### Action item
With no edits of any kind, print each record that follows.

Data excerpts
....

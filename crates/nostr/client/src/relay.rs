//! Single relay connection management
//!
//! A [`RelayConnection`] owns one websocket. Writes go through a shared sink;
//! reads run on a background task that parses frames and forwards them to
//! whoever owns the inbound channel (normally a [`crate::RelayPool`]).

use crate::error::{ClientError, Result};
use crate::message::{ClientMessage, RelayMessage};
use crate::tls::TlsPolicy;
use futures::stream::{SplitSink, SplitStream};
use futures::{SinkExt, StreamExt};
use parking_lot::RwLock;
use std::sync::Arc;
use std::sync::atomic::{AtomicU64, Ordering};
use std::time::Duration;
use tokio::net::TcpStream;
use tokio::sync::{Mutex, mpsc};
use tokio::task::JoinHandle;
use tokio::time::timeout;
use tokio_tungstenite::{
    MaybeTlsStream, WebSocketStream, connect_async_tls_with_config, tungstenite::Message,
};
use tracing::{debug, info, warn};
use url::Url;

/// Connection state
#[derive(Debug, Clone, Copy, PartialEq, Eq)]
pub enum ConnectionState {
    Disconnected,
    Connecting,
    Connected,
}

/// Relay connection configuration
#[derive(Debug, Clone)]
pub struct RelayConfig {
    /// Connection timeout
    pub connect_timeout: Duration,
    /// Certificate policy for `wss://`
    pub tls: TlsPolicy,
}

impl Default for RelayConfig {
    fn default() -> Self {
        Self {
            connect_timeout: Duration::from_secs(10),
            tls: TlsPolicy::Verify,
        }
    }
}

/// A frame received from a relay, tagged with its origin.
#[derive(Debug, Clone)]
pub struct InboundMessage {
    pub relay_url: String,
    pub message: RelayMessage,
}

pub type InboundSender = mpsc::UnboundedSender<InboundMessage>;

type WsStream = WebSocketStream<MaybeTlsStream<TcpStream>>;
type WsSink = SplitSink<WsStream, Message>;

/// Relay connection
pub struct RelayConnection {
    url: Url,
    config: RelayConfig,
    state: Arc<RwLock<ConnectionState>>,
    /// Write half; `None` while disconnected
    sink: Arc<Mutex<Option<WsSink>>>,
    /// Bumped under the sink lock whenever a new sink is installed
    generation: Arc<AtomicU64>,
    recv_task: parking_lot::Mutex<Option<JoinHandle<()>>>,
}

impl RelayConnection {
    /// Create a new relay connection (does not connect yet)
    pub fn with_config(url: &str, config: RelayConfig) -> Result<Self> {
        let url = Url::parse(url.trim())?;

        if url.scheme() != "ws" && url.scheme() != "wss" {
            return Err(ClientError::InvalidUrl(format!(
                "URL must use ws:// or wss:// scheme, got: {}",
                url.scheme()
            )));
        }

        Ok(Self {
            url,
            config,
            state: Arc::new(RwLock::new(ConnectionState::Disconnected)),
            sink: Arc::new(Mutex::new(None)),
            generation: Arc::new(AtomicU64::new(0)),
            recv_task: parking_lot::Mutex::new(None),
        })
    }

    pub fn url(&self) -> &Url {
        &self.url
    }

    pub fn state(&self) -> ConnectionState {
        *self.state.read()
    }

    pub fn is_connected(&self) -> bool {
        self.state() == ConnectionState::Connected
    }

    /// Connect and start forwarding parsed frames to `inbound`.
    pub async fn connect(&self, inbound: InboundSender) -> Result<()> {
        {
            let mut state = self.state.write();
            if *state != ConnectionState::Disconnected {
                return Err(ClientError::AlreadyConnected);
            }
            *state = ConnectionState::Connecting;
        }

        info!("Connecting to relay: {}", self.url);

        let connector = match self.config.tls.connector() {
            Ok(connector) => connector,
            Err(e) => {
                *self.state.write() = ConnectionState::Disconnected;
                return Err(e);
            }
        };

        let ws_stream = match timeout(
            self.config.connect_timeout,
            connect_async_tls_with_config(self.url.as_str(), None, false, Some(connector)),
        )
        .await
        {
            Ok(Ok((stream, _))) => stream,
            Ok(Err(e)) => {
                *self.state.write() = ConnectionState::Disconnected;
                return Err(ClientError::WebSocket(e.to_string()));
            }
            Err(_) => {
                *self.state.write() = ConnectionState::Disconnected;
                return Err(ClientError::Timeout(format!(
                    "Connection timeout after {:?}",
                    self.config.connect_timeout
                )));
            }
        };

        if let Some(previous) = self.recv_task.lock().take() {
            previous.abort();
        }

        let (sink, stream) = ws_stream.split();
        let generation = {
            let mut guard = self.sink.lock().await;
            *guard = Some(sink);
            self.generation.fetch_add(1, Ordering::SeqCst) + 1
        };
        *self.state.write() = ConnectionState::Connected;
        info!("Connected to relay: {}", self.url);

        self.start_recv_loop(stream, inbound, generation);
        Ok(())
    }

    fn start_recv_loop(
        &self,
        mut stream: SplitStream<WsStream>,
        inbound: InboundSender,
        generation: u64,
    ) {
        let state = Arc::clone(&self.state);
        let sink = Arc::clone(&self.sink);
        let current = Arc::clone(&self.generation);
        let url = self.url.to_string();

        let handle = tokio::spawn(async move {
            while let Some(frame) = stream.next().await {
                match frame {
                    Ok(Message::Text(text)) => match RelayMessage::from_json(text.as_str()) {
                        Ok(message) => {
                            let inbound_message = InboundMessage {
                                relay_url: url.clone(),
                                message,
                            };
                            if inbound.send(inbound_message).is_err() {
                                debug!("Inbound channel closed, stopping reader for {}", url);
                                break;
                            }
                        }
                        Err(e) => debug!("Ignoring unparseable frame from {}: {}", url, e),
                    },
                    Ok(Message::Close(_)) => {
                        info!("Relay {} closed connection", url);
                        break;
                    }
                    Ok(_) => {}
                    Err(e) => {
                        warn!("WebSocket error from {}: {}", url, e);
                        break;
                    }
                }
            }

            release_if_current(&sink, &state, &current, generation).await;
        });

        *self.recv_task.lock() = Some(handle);
    }

    /// Write one text frame. A failed write marks the connection disconnected.
    pub async fn send_text(&self, text: &str) -> Result<()> {
        let mut guard = self.sink.lock().await;
        let sink = guard.as_mut().ok_or(ClientError::NotConnected)?;

        if let Err(e) = sink.send(Message::text(text.to_owned())).await {
            warn!("Write to {} failed: {}", self.url, e);
            guard.take();
            *self.state.write() = ConnectionState::Disconnected;
            return Err(ClientError::WebSocket(e.to_string()));
        }
        Ok(())
    }

    pub async fn send(&self, message: &ClientMessage) -> Result<()> {
        self.send_text(&message.to_json()?).await
    }

    /// Disconnect from the relay
    pub async fn disconnect(&self) -> Result<()> {
        if let Some(handle) = self.recv_task.lock().take() {
            handle.abort();
        }

        if let Some(mut sink) = self.sink.lock().await.take() {
            let _ = sink.close().await;
            info!("Disconnected from relay: {}", self.url);
        }

        *self.state.write() = ConnectionState::Disconnected;
        Ok(())
    }
}

/// Drop the sink and mark the relay disconnected, unless a newer connection
/// has replaced the one owned by `generation`.
async fn release_if_current(
    sink: &Mutex<Option<WsSink>>,
    state: &RwLock<ConnectionState>,
    current: &AtomicU64,
    generation: u64,
) {
    let mut guard = sink.lock().await;
    if current.load(Ordering::SeqCst) != generation {
        return;
    }
    guard.take();
    *state.write() = ConnectionState::Disconnected;
}

impl Drop for RelayConnection {
    fn drop(&mut self) {
        if let Some(handle) = self.recv_task.lock().take() {
            handle.abort();
        }
    }
}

....

### Result below
filename crates/nostr/client/src/relay.rs
//! Single relay connection management
//!
//! A [`RelayConnection`] owns one websocket. Writes go through a shared sink;
//! reads run on a background task that parses frames and forwards them to
//! whoever owns the inbound channel (normally a [`crate::RelayPool`]).

use crate::error::{ClientError, Result};
use crate::message::{ClientMessage, RelayMessage};
use crate::tls::TlsPolicy;
use futures::stream::{SplitSink, SplitStream};
use futures::{SinkExt, StreamExt};
use parking_lot::RwLock;
use std::sync::Arc;
use std::sync::atomic::{AtomicU64, Ordering};
use std::time::Duration;
use tokio::net::TcpStream;
use tokio::sync::{Mutex, mpsc};
use tokio::task::JoinHandle;
use tokio::time::timeout;
use tokio_tungstenite::{
    MaybeTlsStream, WebSocketStream, connect_async_tls_with_config, tungstenite::Message,
};
use tracing::{debug, info, warn};
use url::Url;

/// Connection state
#[derive(Debug, Clone, Copy, PartialEq, Eq)]
pub enum ConnectionState {
    Disconnected,
    Connecting,
    Connected,
}

/// Relay connection configuration
#[derive(Debug, Clone)]
pub struct RelayConfig {
    /// Connection timeout
    pub connect_timeout: Duration,
    /// Certificate policy for `wss://`
    pub tls: TlsPolicy,
}

impl Default for RelayConfig {
    fn default() -> Self {
        Self {
            connect_timeout: Duration::from_secs(10),
            tls: TlsPolicy::Verify,
        }
    }
}

/// A frame received from a relay, tagged with its origin.
#[derive(Debug, Clone)]
pub struct InboundMessage {
    pub relay_url: String,
    pub message: RelayMessage,
}

pub type InboundSender = mpsc::UnboundedSender<InboundMessage>;

type WsStream = WebSocketStream<MaybeTlsStream<TcpStream>>;
type WsSink = SplitSink<WsStream, Message>;

/// Relay connection
pub struct RelayConnection {
    url: Url,
    config: RelayConfig,
    state: Arc<RwLock<ConnectionState>>,
    /// Write half; `None` while disconnected
    sink: Arc<Mutex<Option<WsSink>>>,
    /// Bumped under the sink lock whenever a new sink is installed
    generation: Arc<AtomicU64>,
    recv_task: parking_lot::Mutex<Option<JoinHandle<()>>>,
}

impl RelayConnection {
    /// Create a new relay connection (does not connect yet)
    pub fn with_config(url: &str, config: RelayConfig) -> Result<Self> {
        let url = Url::parse(url.trim())?;

        if url.scheme() != "ws" && url.scheme() != "wss" {
            return Err(ClientError::InvalidUrl(format!(
                "URL must use ws:// or wss:// scheme, got: {}",
                url.scheme()
            )));
        }

        Ok(Self {
            url,
            config,
            state: Arc::new(RwLock::new(ConnectionState::Disconnected)),
            sink: Arc::new(Mutex::new(None)),
            generation: Arc::new(AtomicU64::new(0)),
            recv_task: parking_lot::Mutex::new(None),
        })
    }

    pub fn url(&self) -> &Url {
        &self.url
    }

    pub fn state(&self) -> ConnectionState {
        *self.state.read()
    }

    pub fn is_connected(&self) -> bool {
        self.state() == ConnectionState::Connected
    }

    /// Connect and start forwarding parsed frames to `inbound`.
    pub async fn connect(&self, inbound: InboundSender) -> Result<()> {
        {
            let mut state = self.state.write();
            if *state != ConnectionState::Disconnected {
                return Err(ClientError::AlreadyConnected);
            }
            *state = ConnectionState::Connecting;
        }

        info!("Connecting to relay: {}", self.url);

        let connector = match self.config.tls.connector() {
            Ok(connector) => connector,
            Err(e) => {
                *self.state.write() = ConnectionState::Disconnected;
                return Err(e);
            }
        };

        let ws_stream = match timeout(
            self.config.connect_timeout,
            connect_async_tls_with_config(self.url.as_str(), None, false, Some(connector)),
        )
        .await
        {
            Ok(Ok((stream, _))) => stream,
            Ok(Err(e)) => {
                *self.state.write() = ConnectionState::Disconnected;
                return Err(ClientError::WebSocket(e.to_string()));
            }
            Err(_) => {
                *self.state.write() = ConnectionState::Disconnected;
                return Err(ClientError::Timeout(format!(
                    "Connection timeout after {:?}",
                    self.config.connect_timeout
                )));
            }
        };

        if let Some(previous) = self.recv_task.lock().take() {
            previous.abort();
        }

        let (sink, stream) = ws_stream.split();
        let generation = {
            let mut guard = self.sink.lock().await;
            *guard = Some(sink);
            self.generation.fetch_add(1, Ordering::SeqCst) + 1
        };
        *self.state.write() = ConnectionState::Connected;
        info!("Connected to relay: {}", self.url);

        self.start_recv_loop(stream, inbound, generation);
        Ok(())
    }

    fn start_recv_loop(
        &self,
        mut stream: SplitStream<WsStream>,
        inbound: InboundSender,
        generation: u64,
    ) {
        let state = Arc::clone(&self.state);
        let sink = Arc::clone(&self.sink);
        let current = Arc::clone(&self.generation);
        let url = self.url.to_string();

        let handle = tokio::spawn(async move {
            while let Some(frame) = stream.next().await {
                match frame {
                    Ok(Message::Text(text)) => match RelayMessage::from_json(text.as_str()) {
                        Ok(message) => {
                            let inbound_message = InboundMessage {
                                relay_url: url.clone(),
                                message,
                            };
                            if inbound.send(inbound_message).is_err() {
                                debug!("Inbound channel closed, stopping reader for {}", url);
                                break;
                            }
                        }
                        Err(e) => debug!("Ignoring unparseable frame from {}: {}", url, e),
                    },
                    Ok(Message::Close(_)) => {
                        info!("Relay {} closed connection", url);
                        break;
                    }
                    Ok(_) => {}
                    Err(e) => {
                        warn!("WebSocket error from {}: {}", url, e);
                        break;
                    }
                }
            }

            release_if_current(&sink, &state, &current, generation).await;
        });

        *self.recv_task.lock() = Some(handle);
    }

    /// Write one text frame. A failed write marks the connection disconnected.
    pub async fn send_text(&self, text: &str) -> Result<()> {
        let mut guard = self.sink.lock().await;
        let sink = guard.as_mut().ok_or(ClientError::NotConnected)?;

        if let Err(e) = sink.send(Message::text(text.to_owned())).await {
            warn!("Write to {} failed: {}", self.url, e);
            guard.take();
            *self.state.write() = ConnectionState::Disconnected;
            return Err(ClientError::WebSocket(e.to_string()));
        }
        Ok(())
    }

    pub async fn send(&self, message: &ClientMessage) -> Result<()> {
        self.send_text(&message.to_json()?).await
    }

    /// Disconnect from the relay
    pub async fn disconnect(&self) -> Result<()> {
        if let Some(handle) = self.recv_task.lock().take() {
            handle.abort();
        }

        if let Some(mut sink) = self.sink.lock().await.take() {
            let _ = sink.close().await;
            info!("Disconnected from relay: {}", self.url);
        }

        *self.state.write() = ConnectionState::Disconnected;
        Ok(())
    }
}

/// Drop the sink and mark the relay disconnected, unless a newer connection
/// has replaced the one owned by `generation`.
async fn release_if_current(
    sink: &Mutex<Option<WsSink>>,
    state: &RwLock<ConnectionState>,
    current: &AtomicU64,
    generation: u64,
) {
    let mut guard = sink.lock().await;
    if current.load(Ordering::SeqCst) != generation {
        return;
    }
    guard.take();
    *state.write() = ConnectionState::Disconnected;
}

impl Drop for RelayConnection {
    fn drop(&mut self) {
        if let Some(handle) = self.recv_task.lock().take() {
            handle.abort();
        }
    }
}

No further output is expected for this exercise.